WHAT YOU ARE ASKED TO DO: There is one span to output from the data below: the lines starting at the line with "must be flat." and ending at the line with "pub fn eq_flat(&self, other: &JsString)". Output it exactly, ends included, nothing more.

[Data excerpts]
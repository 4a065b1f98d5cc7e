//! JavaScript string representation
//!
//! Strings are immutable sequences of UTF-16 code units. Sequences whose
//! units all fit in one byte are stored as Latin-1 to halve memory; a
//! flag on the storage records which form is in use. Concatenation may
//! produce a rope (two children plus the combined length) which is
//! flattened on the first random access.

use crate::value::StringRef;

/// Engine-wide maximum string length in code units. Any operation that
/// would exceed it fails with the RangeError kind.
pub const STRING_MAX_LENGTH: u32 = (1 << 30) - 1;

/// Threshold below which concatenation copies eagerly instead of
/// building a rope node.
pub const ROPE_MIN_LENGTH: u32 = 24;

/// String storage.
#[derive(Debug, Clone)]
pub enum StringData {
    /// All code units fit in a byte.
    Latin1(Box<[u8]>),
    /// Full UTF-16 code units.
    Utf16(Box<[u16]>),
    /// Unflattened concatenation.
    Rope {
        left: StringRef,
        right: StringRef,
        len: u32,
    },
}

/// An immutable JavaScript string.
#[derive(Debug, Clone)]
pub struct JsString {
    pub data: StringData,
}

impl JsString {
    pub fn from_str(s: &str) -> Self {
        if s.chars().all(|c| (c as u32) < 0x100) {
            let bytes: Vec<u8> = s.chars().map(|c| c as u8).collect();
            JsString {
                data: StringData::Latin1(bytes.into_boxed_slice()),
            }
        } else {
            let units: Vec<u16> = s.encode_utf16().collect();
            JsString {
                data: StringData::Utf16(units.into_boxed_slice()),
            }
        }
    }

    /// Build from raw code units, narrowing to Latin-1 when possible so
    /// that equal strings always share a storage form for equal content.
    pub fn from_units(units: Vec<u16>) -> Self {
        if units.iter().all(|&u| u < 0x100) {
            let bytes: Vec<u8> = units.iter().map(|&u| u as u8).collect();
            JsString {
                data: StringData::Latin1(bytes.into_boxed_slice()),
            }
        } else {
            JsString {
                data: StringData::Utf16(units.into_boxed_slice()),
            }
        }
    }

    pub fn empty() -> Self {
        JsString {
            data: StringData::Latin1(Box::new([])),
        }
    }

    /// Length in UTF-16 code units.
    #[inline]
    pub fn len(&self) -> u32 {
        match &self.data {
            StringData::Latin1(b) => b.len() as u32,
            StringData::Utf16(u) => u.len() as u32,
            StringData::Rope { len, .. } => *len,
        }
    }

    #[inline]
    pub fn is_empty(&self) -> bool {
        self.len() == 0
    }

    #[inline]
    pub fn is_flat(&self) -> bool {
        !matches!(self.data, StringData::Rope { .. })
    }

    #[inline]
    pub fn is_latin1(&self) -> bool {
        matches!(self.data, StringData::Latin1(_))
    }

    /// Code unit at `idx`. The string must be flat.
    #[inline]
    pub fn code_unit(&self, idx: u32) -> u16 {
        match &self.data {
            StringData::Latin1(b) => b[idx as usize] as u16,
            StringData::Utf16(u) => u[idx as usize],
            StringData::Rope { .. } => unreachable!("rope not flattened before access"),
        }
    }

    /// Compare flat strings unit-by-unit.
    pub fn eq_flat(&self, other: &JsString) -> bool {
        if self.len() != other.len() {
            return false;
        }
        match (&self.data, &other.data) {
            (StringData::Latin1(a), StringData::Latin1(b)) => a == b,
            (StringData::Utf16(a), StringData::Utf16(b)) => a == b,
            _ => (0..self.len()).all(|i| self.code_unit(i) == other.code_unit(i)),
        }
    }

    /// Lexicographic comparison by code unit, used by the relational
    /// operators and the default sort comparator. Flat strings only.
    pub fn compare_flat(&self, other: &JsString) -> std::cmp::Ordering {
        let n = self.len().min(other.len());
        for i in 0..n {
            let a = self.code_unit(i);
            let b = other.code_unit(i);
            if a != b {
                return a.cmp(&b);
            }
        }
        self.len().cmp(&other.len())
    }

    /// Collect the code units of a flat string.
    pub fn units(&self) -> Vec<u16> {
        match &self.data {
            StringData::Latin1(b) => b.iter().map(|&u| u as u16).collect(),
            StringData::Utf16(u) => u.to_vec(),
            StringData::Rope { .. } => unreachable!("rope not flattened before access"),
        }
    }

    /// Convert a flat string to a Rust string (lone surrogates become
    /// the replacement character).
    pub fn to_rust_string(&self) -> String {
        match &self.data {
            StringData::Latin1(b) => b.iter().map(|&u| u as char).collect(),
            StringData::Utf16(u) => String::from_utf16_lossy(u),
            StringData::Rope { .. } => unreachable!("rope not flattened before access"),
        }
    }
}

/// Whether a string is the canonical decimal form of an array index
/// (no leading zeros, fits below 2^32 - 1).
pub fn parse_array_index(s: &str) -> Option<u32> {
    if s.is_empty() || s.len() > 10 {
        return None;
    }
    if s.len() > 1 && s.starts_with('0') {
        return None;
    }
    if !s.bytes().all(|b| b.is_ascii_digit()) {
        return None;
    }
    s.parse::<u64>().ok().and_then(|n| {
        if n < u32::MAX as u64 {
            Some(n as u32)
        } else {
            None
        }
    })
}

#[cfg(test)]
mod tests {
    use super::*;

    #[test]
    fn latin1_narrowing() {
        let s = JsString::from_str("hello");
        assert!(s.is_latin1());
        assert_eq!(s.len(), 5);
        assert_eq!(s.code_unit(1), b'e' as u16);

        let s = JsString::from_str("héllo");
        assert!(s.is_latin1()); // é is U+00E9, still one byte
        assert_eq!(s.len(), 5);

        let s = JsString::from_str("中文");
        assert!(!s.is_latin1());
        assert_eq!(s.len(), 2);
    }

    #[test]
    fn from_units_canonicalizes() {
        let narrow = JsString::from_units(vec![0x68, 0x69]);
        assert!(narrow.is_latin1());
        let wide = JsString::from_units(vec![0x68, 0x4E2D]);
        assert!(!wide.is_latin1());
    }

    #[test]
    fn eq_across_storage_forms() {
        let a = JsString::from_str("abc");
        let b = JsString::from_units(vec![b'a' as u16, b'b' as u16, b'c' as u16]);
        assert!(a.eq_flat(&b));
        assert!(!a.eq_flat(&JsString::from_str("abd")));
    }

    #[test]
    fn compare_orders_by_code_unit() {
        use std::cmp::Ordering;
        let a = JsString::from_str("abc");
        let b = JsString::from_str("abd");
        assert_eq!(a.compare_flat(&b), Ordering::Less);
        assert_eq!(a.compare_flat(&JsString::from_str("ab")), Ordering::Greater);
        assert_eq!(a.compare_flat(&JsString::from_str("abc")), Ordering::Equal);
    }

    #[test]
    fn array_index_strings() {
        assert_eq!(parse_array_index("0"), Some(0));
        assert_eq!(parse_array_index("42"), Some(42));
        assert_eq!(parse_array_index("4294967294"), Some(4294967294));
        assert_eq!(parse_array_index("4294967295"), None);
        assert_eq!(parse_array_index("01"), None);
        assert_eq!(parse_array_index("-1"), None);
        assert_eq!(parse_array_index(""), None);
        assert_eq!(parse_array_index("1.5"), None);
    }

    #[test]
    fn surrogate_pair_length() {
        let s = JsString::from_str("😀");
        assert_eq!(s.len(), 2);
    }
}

--

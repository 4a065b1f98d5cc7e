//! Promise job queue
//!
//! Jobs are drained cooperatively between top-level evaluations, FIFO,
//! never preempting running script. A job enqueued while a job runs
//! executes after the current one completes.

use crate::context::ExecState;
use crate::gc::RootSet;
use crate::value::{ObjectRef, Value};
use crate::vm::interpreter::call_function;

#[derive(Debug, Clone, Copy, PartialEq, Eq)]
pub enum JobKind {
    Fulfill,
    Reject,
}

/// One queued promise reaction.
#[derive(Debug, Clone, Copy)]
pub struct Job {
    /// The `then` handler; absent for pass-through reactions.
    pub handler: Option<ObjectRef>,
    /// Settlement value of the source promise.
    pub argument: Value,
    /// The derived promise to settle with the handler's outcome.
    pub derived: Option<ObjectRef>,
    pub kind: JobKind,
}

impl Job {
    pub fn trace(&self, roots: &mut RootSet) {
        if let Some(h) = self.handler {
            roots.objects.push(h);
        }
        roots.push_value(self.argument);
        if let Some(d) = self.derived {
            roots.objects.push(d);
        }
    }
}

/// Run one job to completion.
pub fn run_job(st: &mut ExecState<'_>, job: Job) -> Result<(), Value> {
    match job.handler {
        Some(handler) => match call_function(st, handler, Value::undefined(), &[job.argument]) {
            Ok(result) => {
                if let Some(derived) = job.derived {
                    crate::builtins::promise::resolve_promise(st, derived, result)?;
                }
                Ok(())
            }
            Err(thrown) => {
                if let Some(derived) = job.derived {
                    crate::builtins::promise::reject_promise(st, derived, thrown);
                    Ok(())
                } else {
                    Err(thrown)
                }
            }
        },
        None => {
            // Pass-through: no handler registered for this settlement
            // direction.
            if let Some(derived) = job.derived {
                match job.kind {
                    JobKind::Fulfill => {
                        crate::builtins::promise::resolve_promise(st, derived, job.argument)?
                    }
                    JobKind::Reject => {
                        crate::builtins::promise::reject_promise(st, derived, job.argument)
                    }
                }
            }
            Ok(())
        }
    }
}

...

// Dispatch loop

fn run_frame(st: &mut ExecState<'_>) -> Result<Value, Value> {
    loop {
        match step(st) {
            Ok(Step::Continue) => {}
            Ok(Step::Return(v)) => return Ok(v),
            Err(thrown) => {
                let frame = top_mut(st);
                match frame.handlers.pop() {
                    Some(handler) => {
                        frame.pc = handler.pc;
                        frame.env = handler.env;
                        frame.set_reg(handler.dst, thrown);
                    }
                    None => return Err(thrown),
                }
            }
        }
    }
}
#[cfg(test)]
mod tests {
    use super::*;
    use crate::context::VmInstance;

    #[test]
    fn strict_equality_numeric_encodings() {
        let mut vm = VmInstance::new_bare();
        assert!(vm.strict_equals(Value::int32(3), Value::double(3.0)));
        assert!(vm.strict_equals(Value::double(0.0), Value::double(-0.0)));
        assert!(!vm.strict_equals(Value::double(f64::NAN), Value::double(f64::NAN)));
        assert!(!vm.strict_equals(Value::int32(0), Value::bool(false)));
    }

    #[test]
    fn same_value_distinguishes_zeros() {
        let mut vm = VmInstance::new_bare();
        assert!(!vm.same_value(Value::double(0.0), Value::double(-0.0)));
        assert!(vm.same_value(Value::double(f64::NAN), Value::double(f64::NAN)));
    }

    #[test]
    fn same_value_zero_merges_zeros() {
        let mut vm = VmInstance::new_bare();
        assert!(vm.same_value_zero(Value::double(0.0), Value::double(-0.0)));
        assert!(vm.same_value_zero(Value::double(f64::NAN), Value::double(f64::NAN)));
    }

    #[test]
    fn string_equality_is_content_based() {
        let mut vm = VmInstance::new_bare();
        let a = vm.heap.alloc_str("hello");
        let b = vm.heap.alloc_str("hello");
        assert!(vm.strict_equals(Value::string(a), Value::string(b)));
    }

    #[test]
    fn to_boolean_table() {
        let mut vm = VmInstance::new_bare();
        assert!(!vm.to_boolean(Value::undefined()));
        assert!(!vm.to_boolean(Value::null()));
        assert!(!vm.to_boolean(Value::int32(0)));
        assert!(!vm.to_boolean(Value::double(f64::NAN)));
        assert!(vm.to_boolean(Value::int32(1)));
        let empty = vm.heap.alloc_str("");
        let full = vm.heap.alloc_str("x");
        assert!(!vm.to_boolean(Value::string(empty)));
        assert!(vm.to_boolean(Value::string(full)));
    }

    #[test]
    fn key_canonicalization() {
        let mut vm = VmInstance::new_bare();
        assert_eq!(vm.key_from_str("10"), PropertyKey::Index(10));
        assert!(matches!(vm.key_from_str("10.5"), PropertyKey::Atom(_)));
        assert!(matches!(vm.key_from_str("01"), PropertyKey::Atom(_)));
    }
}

WRITTEN SOLUTION:
    /// Code unit at `idx`. The string must be flat.
    #[inline]
    pub fn code_unit(&self, idx: u32) -> u16 {
        match &self.data {
            StringData::Latin1(b) => b[idx as usize] as u16,
            StringData::Utf16(u) => u[idx as usize],
            StringData::Rope { .. } => unreachable!("rope not flattened before access"),
        }
    }

    /// Compare flat strings unit-by-unit.
    pub fn eq_flat(&self, other: &JsString) -> bool {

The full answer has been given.